START Information

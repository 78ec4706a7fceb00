use tracing::info;

use super::{
    error::{ExecutionError, PlatformError},
    platform::Platform,
    store::AuditStore
};
use crate::db::{ModAction, ModLog};

/// Runs one moderation action end to end: platform side effect first,
/// audit record second. A platform denial writes nothing, so the audit log
/// never contains an action that did not happen. A failed write after a
/// successful platform action surfaces as a logging failure, since the
/// in-guild effect cannot be rolled back.
pub async fn execute(
    platform: &dyn Platform,
    store: &dyn AuditStore,
    action: ModAction,
    guild_id: u64,
    user_id: u64,
    moderator_id: u64,
    reason: &str
) -> Result<ModLog, ExecutionError> {
    let side_effect = match action {
        ModAction::Kick => platform.kick(guild_id, user_id, reason).await,
        ModAction::Ban => platform.ban(guild_id, user_id, reason).await,
        // ? a warning has no platform side effect; the record is the action
        ModAction::Warn => Ok(())
    };

    match side_effect {
        Ok(()) => {}
        // a target that already left resolves the same way as a denial
        Err(PlatformError::Forbidden | PlatformError::NotFound) => {
            return Err(ExecutionError::PlatformForbidden(action));
        }
        Err(PlatformError::Other(detail)) => {
            return Err(ExecutionError::Platform { action, detail });
        }
    }

    let record =
        ModLog::new(action, guild_id, user_id, Some(moderator_id), reason);

    store
        .insert(&record)
        .await
        .map_err(|source| ExecutionError::Persistence { action, source })?;

    info!(guild_id, user_id, moderator_id, %action, "moderation action recorded");

    Ok(record)
}
use twilight_model::{channel::message::Embed, util::Timestamp};
use twilight_util::builder::embed::{EmbedBuilder, EmbedFieldBuilder};
use warden_core::{
    db::{ModAction, ModLog},
    moderation::ExecutionError
};

pub const RED: u32 = 0xED4245;
pub const ORANGE: u32 = 0xE67E22;
pub const GREEN: u32 = 0x57F287;
pub const BLURPLE: u32 = 0x5865F2;

pub fn mention(user_id: u64) -> String {
    format!("<@{user_id}>")
}

pub fn channel_mention(channel_id: u64) -> String {
    format!("<#{channel_id}>")
}

pub fn now() -> Option<Timestamp> {
    Timestamp::from_secs(chrono::Utc::now().timestamp()).ok()
}

pub fn reason_text(reason: &str) -> String {
    if reason.is_empty() {
        "No reason provided.".to_string()
    } else {
        reason.to_string()
    }
}

pub fn action_color(action: ModAction) -> u32 {
    match action {
        ModAction::Kick | ModAction::Ban => RED,
        ModAction::Warn => ORANGE
    }
}

/// The User / Moderator / Reason layout shared by every moderation
/// response and log notice.
pub fn action_embed(record: &ModLog, color: u32) -> Embed {
    let moderator = record
        .moderator_id
        .map(mention)
        .unwrap_or_else(|| "Unknown".to_string());

    let mut builder = EmbedBuilder::new()
        .title(record.action.headline())
        .color(color)
        .field(EmbedFieldBuilder::new("User", mention(record.user_id)).inline())
        .field(EmbedFieldBuilder::new("Moderator", moderator).inline())
        .field(
            EmbedFieldBuilder::new("Reason", reason_text(&record.reason))
                .inline()
        );

    if let Some(ts) = now() {
        builder = builder.timestamp(ts);
    }

    builder.build()
}

pub fn error_embed(title: &str, description: &str) -> Embed {
    EmbedBuilder::new()
        .title(title)
        .description(description)
        .color(RED)
        .build()
}

pub fn missing_permissions(description: &str) -> Embed {
    error_embed("Missing Permissions", description)
}

/// One embed per failure class; the persistence case must read as a
/// logging failure, never as a failed action.
pub fn execution_error(err: &ExecutionError) -> Embed {
    match err {
        ExecutionError::Unauthorized(capability) => missing_permissions(
            &format!("You do not have permission to {capability}.")
        ),
        ExecutionError::PlatformForbidden(action) => missing_permissions(
            &format!("I do not have permission to {action} this user.")
        ),
        ExecutionError::Persistence { action, .. } => error_embed(
            "Logging Failed",
            &format!(
                "The {action} was carried out, but the action could not be \
                 logged."
            )
        ),
        ExecutionError::Platform { .. } => {
            error_embed("Error", &format!("An error occurred: {err}"))
        }
    }
}

#[cfg(test)]
mod tests {
    use super::*;

    #[test]
    fn action_embed_carries_the_record_fields() {
        let record =
            ModLog::new(ModAction::Warn, 1, 2, Some(3), "posting spam");

        let embed = action_embed(&record, action_color(record.action));

        assert_eq!(embed.title.as_deref(), Some("User Warned"));
        assert_eq!(embed.color, Some(ORANGE));
        assert_eq!(embed.fields.len(), 3);
        assert_eq!(embed.fields[0].value, "<@2>");
        assert_eq!(embed.fields[1].value, "<@3>");
        assert_eq!(embed.fields[2].value, "posting spam");
    }

    #[test]
    fn empty_reason_is_displayed_as_a_placeholder() {
        let record = ModLog::new(ModAction::Kick, 1, 2, Some(3), "");

        let embed = action_embed(&record, action_color(record.action));

        assert_eq!(embed.fields[2].value, "No reason provided.");
    }

    #[test]
    fn observed_bans_have_no_moderator_mention() {
        let record = ModLog::new(ModAction::Ban, 1, 2, None, "(unknown)");

        let embed = action_embed(&record, action_color(record.action));

        assert_eq!(embed.fields[1].value, "Unknown");
    }

    #[test]
    fn persistence_failure_reads_as_a_logging_failure() {
        use warden_core::moderation::StoreError;

        let err = ExecutionError::Persistence {
            action: ModAction::Kick,
            source: StoreError::Backend("connection reset".to_string())
        };

        let embed = execution_error(&err);

        assert_eq!(embed.title.as_deref(), Some("Logging Failed"));
        assert!(embed.description.as_deref().unwrap().contains("kick"));
        assert!(!embed.description.as_deref().unwrap().contains("failed to kick"));
    }
}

END Information

• Work task: The reply must contain each line of the material, reproduced faithfully.

• Response area:
repository 78ec4706a7fceb00
use tracing::info;

use super::{
    error::{ExecutionError, PlatformError},
    platform::Platform,
    store::AuditStore
};
use crate::db::{ModAction, ModLog};

/// Runs one moderation action end to end: platform side effect first,
/// audit record second. A platform denial writes nothing, so the audit log
/// never contains an action that did not happen. A failed write after a
/// successful platform action surfaces as a logging failure, since the
/// in-guild effect cannot be rolled back.
pub async fn execute(
    platform: &dyn Platform,
    store: &dyn AuditStore,
    action: ModAction,
    guild_id: u64,
    user_id: u64,
    moderator_id: u64,
    reason: &str
) -> Result<ModLog, ExecutionError> {
    let side_effect = match action {
        ModAction::Kick => platform.kick(guild_id, user_id, reason).await,
        ModAction::Ban => platform.ban(guild_id, user_id, reason).await,
        // ? a warning has no platform side effect; the record is the action
        ModAction::Warn => Ok(())
    };

    match side_effect {
        Ok(()) => {}
        // a target that already left resolves the same way as a denial
        Err(PlatformError::Forbidden | PlatformError::NotFound) => {
            return Err(ExecutionError::PlatformForbidden(action));
        }
        Err(PlatformError::Other(detail)) => {
            return Err(ExecutionError::Platform { action, detail });
        }
    }

    let record =
        ModLog::new(action, guild_id, user_id, Some(moderator_id), reason);

    store
        .insert(&record)
        .await
        .map_err(|source| ExecutionError::Persistence { action, source })?;

    info!(guild_id, user_id, moderator_id, %action, "moderation action recorded");

    Ok(record)
}
use twilight_model::{channel::message::Embed, util::Timestamp};
use twilight_util::builder::embed::{EmbedBuilder, EmbedFieldBuilder};
use warden_core::{
    db::{ModAction, ModLog},
    moderation::ExecutionError
};

pub const RED: u32 = 0xED4245;
pub const ORANGE: u32 = 0xE67E22;
pub const GREEN: u32 = 0x57F287;
pub const BLURPLE: u32 = 0x5865F2;

pub fn mention(user_id: u64) -> String {
    format!("<@{user_id}>")
}

pub fn channel_mention(channel_id: u64) -> String {
    format!("<#{channel_id}>")
}

pub fn now() -> Option<Timestamp> {
    Timestamp::from_secs(chrono::Utc::now().timestamp()).ok()
}

pub fn reason_text(reason: &str) -> String {
    if reason.is_empty() {
        "No reason provided.".to_string()
    } else {
        reason.to_string()
    }
}

pub fn action_color(action: ModAction) -> u32 {
    match action {
        ModAction::Kick | ModAction::Ban => RED,
        ModAction::Warn => ORANGE
    }
}

/// The User / Moderator / Reason layout shared by every moderation
/// response and log notice.
pub fn action_embed(record: &ModLog, color: u32) -> Embed {
    let moderator = record
        .moderator_id
        .map(mention)
        .unwrap_or_else(|| "Unknown".to_string());

    let mut builder = EmbedBuilder::new()
        .title(record.action.headline())
        .color(color)
        .field(EmbedFieldBuilder::new("User", mention(record.user_id)).inline())
        .field(EmbedFieldBuilder::new("Moderator", moderator).inline())
        .field(
            EmbedFieldBuilder::new("Reason", reason_text(&record.reason))
                .inline()
        );

    if let Some(ts) = now() {
        builder = builder.timestamp(ts);
    }

    builder.build()
}

pub fn error_embed(title: &str, description: &str) -> Embed {
    EmbedBuilder::new()
        .title(title)
        .description(description)
        .color(RED)
        .build()
}

pub fn missing_permissions(description: &str) -> Embed {
    error_embed("Missing Permissions", description)
}

/// One embed per failure class; the persistence case must read as a
/// logging failure, never as a failed action.
pub fn execution_error(err: &ExecutionError) -> Embed {
    match err {
        ExecutionError::Unauthorized(capability) => missing_permissions(
            &format!("You do not have permission to {capability}.")
        ),
        ExecutionError::PlatformForbidden(action) => missing_permissions(
            &format!("I do not have permission to {action} this user.")
        ),
        ExecutionError::Persistence { action, .. } => error_embed(
            "Logging Failed",
            &format!(
                "The {action} was carried out, but the action could not be \
                 logged."
            )
        ),
        ExecutionError::Platform { .. } => {
            error_embed("Error", &format!("An error occurred: {err}"))
        }
    }
}

#[cfg(test)]
mod tests {
    use super::*;

    #[test]
    fn action_embed_carries_the_record_fields() {
        let record =
            ModLog::new(ModAction::Warn, 1, 2, Some(3), "posting spam");

        let embed = action_embed(&record, action_color(record.action));

        assert_eq!(embed.title.as_deref(), Some("User Warned"));
        assert_eq!(embed.color, Some(ORANGE));
        assert_eq!(embed.fields.len(), 3);
        assert_eq!(embed.fields[0].value, "<@2>");
        assert_eq!(embed.fields[1].value, "<@3>");
        assert_eq!(embed.fields[2].value, "posting spam");
    }

    #[test]
    fn empty_reason_is_displayed_as_a_placeholder() {
        let record = ModLog::new(ModAction::Kick, 1, 2, Some(3), "");

        let embed = action_embed(&record, action_color(record.action));

        assert_eq!(embed.fields[2].value, "No reason provided.");
    }

    #[test]
    fn observed_bans_have_no_moderator_mention() {
        let record = ModLog::new(ModAction::Ban, 1, 2, None, "(unknown)");

        let embed = action_embed(&record, action_color(record.action));

        assert_eq!(embed.fields[1].value, "Unknown");
    }

    #[test]
    fn persistence_failure_reads_as_a_logging_failure() {
        use warden_core::moderation::StoreError;

        let err = ExecutionError::Persistence {
            action: ModAction::Kick,
            source: StoreError::Backend("connection reset".to_string())
        };

        let embed = execution_error(&err);

        assert_eq!(embed.title.as_deref(), Some("Logging Failed"));
        assert!(embed.description.as_deref().unwrap().contains("kick"));
        assert!(!embed.description.as_deref().unwrap().contains("failed to kick"));
    }
}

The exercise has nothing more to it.